What is expected:
Wherever a line in the data below holds "want", copy that line.

Given data:
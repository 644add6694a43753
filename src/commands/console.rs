//! Operator console.
//!
//! Reads line commands while the server runs, on its own thread.  Everything it does goes
//! through the shared drive table, so a mount or unmount lands between two commands
//! from the controller, never in the middle of one.

use std::io::{BufRead,Write};
use std::sync::Arc;
use std::sync::atomic::{AtomicBool,Ordering};
use colored::*;
use log::{info,warn};
use crate::drive::{self,Drive,SharedDriveTable};
use crate::engine::Counters;
use crate::{DYNERR,STDRESULT};
use super::CommandError;

const HELP: &str = "mount <n> <path>   load an image in drive n
unmount <n>        unload drive n
status             show the drives
stats              show the session counters
help               show this message
quit               stop the server";

#[derive(Debug,PartialEq,Eq)]
pub enum Flow {
    Continue,
    Quit
}

pub struct Console {
    drives: SharedDriveTable,
    counters: Arc<Counters>,
    stop: Arc<AtomicBool>,
    prompt: bool
}

fn led(on: bool,lit: ColoredString) -> ColoredString {
    match on {
        true => lit,
        false => "○".dimmed()
    }
}

fn drive_row(idx: usize,d: &Drive) -> String {
    let name = match d.name() {
        Some(name) => name.bold(),
        None => "empty".dimmed()
    };
    let track = match d.is_mounted() {
        true => format!("track {:4}/{:<4}",d.cur_track(),d.max_track()),
        false => format!("track {:>9}","-")
    };
    format!("{:2} {} {} {} reads {:6} writes {:6}  {}",
        idx,
        led(d.enabled(),"●".green()),
        led(d.head_loaded(),"●".yellow()),
        track,d.reads(),d.writes(),name)
}

fn parse_drive(arg: Option<&str>) -> Result<usize,CommandError> {
    match arg {
        Some(s) => usize::from_str_radix(s,10).map_err(|_| CommandError::InvalidCommand),
        None => Err(CommandError::InvalidCommand)
    }
}

impl Console {
    pub fn new(drives: SharedDriveTable,counters: Arc<Counters>,stop: Arc<AtomicBool>) -> Self {
        Self {
            drives,
            counters,
            stop,
            prompt: atty::is(atty::Stream::Stdin)
        }
    }
    pub fn set_prompt(&mut self,prompt: bool) {
        self.prompt = prompt;
    }
    /// Handle lines until `quit` or end of input, then ask the server to stop.
    pub fn run<R: BufRead,W: Write>(&self,input: R,out: &mut W) -> STDRESULT {
        if self.prompt {
            write!(out,"fdc> ")?;
            out.flush()?;
        }
        for line in input.lines() {
            if self.stop.load(Ordering::Relaxed) {
                return Ok(());
            }
            match self.execute(&line?,out) {
                Ok(Flow::Quit) => break,
                Ok(Flow::Continue) => {},
                Err(e) => writeln!(out,"{} {}","error:".red(),e)?
            }
            if self.prompt {
                write!(out,"fdc> ")?;
                out.flush()?;
            }
        }
        info!("console is closing, stopping server");
        self.stop.store(true,Ordering::Relaxed);
        Ok(())
    }
    /// Handle one line
    pub fn execute<W: Write>(&self,line: &str,out: &mut W) -> Result<Flow,DYNERR> {
        let mut words = line.split_whitespace();
        match words.next() {
            None => {},
            Some("mount") => {
                let idx = parse_drive(words.next())?;
                let path = words.collect::<Vec<&str>>().join(" ");
                if path.is_empty() {
                    return Err(Box::new(CommandError::InvalidCommand));
                }
                let tier = super::mount_image(&self.drives,idx,&path)?;
                writeln!(out,"drive {}: {} ({}, tracks 0-{})",idx,path,tier,tier.max_track())?;
            },
            Some("unmount") => {
                let idx = parse_drive(words.next())?;
                drive::lock(&self.drives).unmount(idx)?;
                writeln!(out,"drive {}: empty",idx)?;
            },
            Some("status") => {
                let table = drive::lock(&self.drives);
                for (idx,d) in table.iter().enumerate() {
                    writeln!(out,"{}",drive_row(idx,d))?;
                }
            },
            Some("stats") => {
                let snap = self.counters.snapshot();
                writeln!(out,"STAT {}  READ {}  WRIT {}  errors {}",snap.stat,snap.read,snap.writ,snap.errors)?;
            },
            Some("help") => writeln!(out,"{}",HELP)?,
            Some("quit") | Some("exit") => return Ok(Flow::Quit),
            Some(other) => {
                warn!("unknown console command {}",other);
                writeln!(out,"unknown command `{}`, try `help`",other)?;
            }
        }
        Ok(Flow::Continue)
    }
}

#[cfg(test)]
mod console_test;
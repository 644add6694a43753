//! # Protocol Module
//!
//! Definitions shared by both directions of the FDC+ serial drive protocol.
//!
//! ## Commands
//!
//! Commands from the controller are ten byte frames, see `frame`.  The controller sends
//! * `STAT` about ten times per second, reporting the selected drive, head load and track
//! * `READ` to request a full track, the server answers with raw track data
//! * `WRIT` to write a full track, the server answers `WRIT` when ready, then `WSTA`
//!
//! Parameter 1 of `READ` and `WRIT` packs the drive number in the upper nibble and the
//! track number in the lower 12 bits.  Parameter 2 is the transfer length, which does
//! not include the two checksum bytes.
//!
//! ## Error Recovery
//!
//! The controller gives up on a response one second after it finishes sending.
//! Commands with a bad checksum are ignored so that the controller retries.
//! A bad checksum on write data is never ignored, it is answered with `WSTA` and
//! a checksum error code, because the controller is already waiting on the outcome.

pub mod checksum;
pub mod frame;
#[cfg(test)]
mod checksum_test;
#[cfg(test)]
mod frame_test;

use std::fmt;
use num_derive::FromPrimitive;
use num_traits::FromPrimitive;
use frame::Frame;

/// Length of every command or response frame
pub const FRAME_LEN: usize = 10;
/// Length of the part of a frame covered by its checksum
pub const COMMAND_LEN: usize = 8;
/// Longest track the server will transfer (32 sectors of 137 bytes)
pub const MAX_TRACK_LEN: usize = 137*32;
/// Drive byte in a `STAT` command when no drive is selected
pub const NO_DRIVE: u8 = 0xff;

pub type Tag = [u8;4];
pub const STAT: Tag = *b"STAT";
pub const READ: Tag = *b"READ";
pub const WRIT: Tag = *b"WRIT";
pub const WSTA: Tag = *b"WSTA";

/// Printable form of a tag, non-ASCII bytes are escaped.
pub fn tag_str(tag: &Tag) -> String {
    tag.iter().map(|b| std::ascii::escape_default(*b).to_string()).collect()
}

/// Response codes carried in parameter 1 of a response frame.
#[derive(FromPrimitive,Debug,Clone,Copy,PartialEq,Eq)]
pub enum ResponseCode {
    Ok = 0x0000,
    NotReady = 0x0001,
    ChecksumError = 0x0002,
    WriteError = 0x0003
}

impl ResponseCode {
    pub fn from_word(word: u16) -> Option<Self> {
        FromPrimitive::from_u16(word)
    }
    pub fn word(&self) -> u16 {
        *self as u16
    }
}

impl fmt::Display for ResponseCode {
    fn fmt(&self, f: &mut fmt::Formatter<'_>) -> fmt::Result {
        match self {
            Self::Ok => write!(f,"OK"),
            Self::NotReady => write!(f,"NOT READY"),
            Self::ChecksumError => write!(f,"CHECKSUM ERROR"),
            Self::WriteError => write!(f,"WRITE ERROR")
        }
    }
}

/// Reasons a command can fail.  Most of these are answered with silence, the controller
/// is expected to time out and retry.  During `WRIT` some are mapped to a response code,
/// see `Error::response_code`.
#[derive(thiserror::Error,Debug)]
pub enum Error {
    #[error("command checksum mismatch, calculated {calc:04X} received {recv:04X}")]
    FrameChecksum { calc: u16, recv: u16 },
    #[error("incomplete command, {0} of 10 bytes before deadline")]
    PartialFrame(usize),
    #[error("unknown command {0}")]
    UnknownCommand(String),
    #[error("drive {0} does not exist")]
    InvalidDriveIndex(usize),
    #[error("drive {0} not mounted")]
    DriveNotMounted(usize),
    #[error("track length {0} exceeds {max} bytes", max = MAX_TRACK_LEN)]
    TrackLengthExceeded(u16),
    #[error("track {track} beyond last track {max}")]
    TrackOutOfRange { track: u16, max: u16 },
    #[error("could not seek to offset {0}")]
    SeekFailure(u64),
    #[error("read {got} of {want} bytes from image")]
    ShortStoreRead { got: usize, want: usize },
    #[error("wrote {got} of {want} bytes to image")]
    ShortStoreWrite { got: usize, want: usize },
    #[error("track checksum mismatch, calculated {calc:04X} received {recv:04X}")]
    PayloadChecksum { calc: u16, recv: u16 },
    #[error("received {got} of {want} bytes of track data")]
    ShortPayload { got: usize, want: usize }
}

impl Error {
    /// Code reported to the controller when this error ends a `WRIT` sequence.
    pub fn response_code(&self) -> ResponseCode {
        match self {
            Self::DriveNotMounted(_) | Self::TrackLengthExceeded(_) | Self::TrackOutOfRange {..} => ResponseCode::NotReady,
            Self::PayloadChecksum {..} | Self::ShortPayload {..} => ResponseCode::ChecksumError,
            Self::SeekFailure(_) | Self::ShortStoreWrite {..} | Self::ShortStoreRead {..} => ResponseCode::WriteError,
            _ => ResponseCode::NotReady
        }
    }
}

/// A decoded command from the controller.
/// Drive numbers are not range checked here, that depends on the drive table.
#[derive(Debug,Clone,Copy,PartialEq,Eq)]
pub enum Command {
    /// `drive` is `NO_DRIVE` if the controller has nothing selected
    Stat { drive: u8, head_loaded: bool, track: u16 },
    Read { drive: usize, track: u16, len: u16 },
    Write { drive: usize, track: u16, len: u16 }
}

impl Command {
    /// Interpret a frame by its tag.  The checksum is not examined.
    pub fn parse(frame: &Frame) -> Result<Self,Error> {
        let drive = (frame.param1 >> 12) as usize;
        let track = frame.param1 & 0x0fff;
        match frame.tag {
            STAT => Ok(Self::Stat {
                drive: (frame.param1 & 0x00ff) as u8,
                head_loaded: frame.param1 & 0xff00 != 0,
                track: frame.param2
            }),
            READ => Ok(Self::Read { drive, track, len: frame.param2 }),
            WRIT => Ok(Self::Write { drive, track, len: frame.param2 }),
            tag => Err(Error::UnknownCommand(tag_str(&tag)))
        }
    }
    /// Build the request frame, as the controller would send it.
    pub fn to_frame(&self) -> Frame {
        match *self {
            Self::Stat { drive, head_loaded, track } => {
                let head: u16 = if head_loaded { 0x0100 } else { 0 };
                Frame::new(STAT,head | drive as u16,track)
            },
            Self::Read { drive, track, len } => Frame::new(READ,((drive as u16) << 12) | (track & 0x0fff),len),
            Self::Write { drive, track, len } => Frame::new(WRIT,((drive as u16) << 12) | (track & 0x0fff),len)
        }
    }
}

impl fmt::Display for Command {
    fn fmt(&self, f: &mut fmt::Formatter<'_>) -> fmt::Result {
        match self {
            Self::Stat { drive: NO_DRIVE, head_loaded, track } => write!(f,"STAT no drive, head {}, track {}",head_loaded,track),
            Self::Stat { drive, head_loaded, track } => write!(f,"STAT drive {}, head {}, track {}",drive,head_loaded,track),
            Self::Read { drive, track, len } => write!(f,"READ drive {}, track {}, length {}",drive,track,len),
            Self::Write { drive, track, len } => write!(f,"WRIT drive {}, track {}, length {}",drive,track,len)
        }
    }
}
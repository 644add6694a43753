//! 16 bit additive checksum used for frames and track data.
//!
//! The sum wraps at 16 bits, there is no end-around carry.

/// Sum of all bytes modulo 2^16
pub fn checksum(dat: &[u8]) -> u16 {
    dat.iter().fold(0u16,|acc,b| acc.wrapping_add(*b as u16))
}

/// Append the little endian checksum of `buf` to `buf`.
pub fn append_checksum(buf: &mut Vec<u8>) {
    let sum = checksum(buf);
    buf.extend_from_slice(&sum.to_le_bytes());
}

/// Split a block into payload and its trailing little endian checksum word.
/// Returns `None` if the block cannot even hold the checksum.
pub fn split_checksum(block: &[u8]) -> Option<(&[u8],u16)> {
    if block.len() < 2 {
        return None;
    }
    let (payload,tail) = block.split_at(block.len()-2);
    Some((payload,u16::from_le_bytes([tail[0],tail[1]])))
}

Solution to the problem:
    #[error("read {got} of {want} bytes from image")]
    ShortStoreRead { got: usize, want: usize },
    #[error("wrote {got} of {want} bytes to image")]
    ShortStoreWrite { got: usize, want: usize },
    #[error("received {got} of {want} bytes of track data")]
    ShortPayload { got: usize, want: usize }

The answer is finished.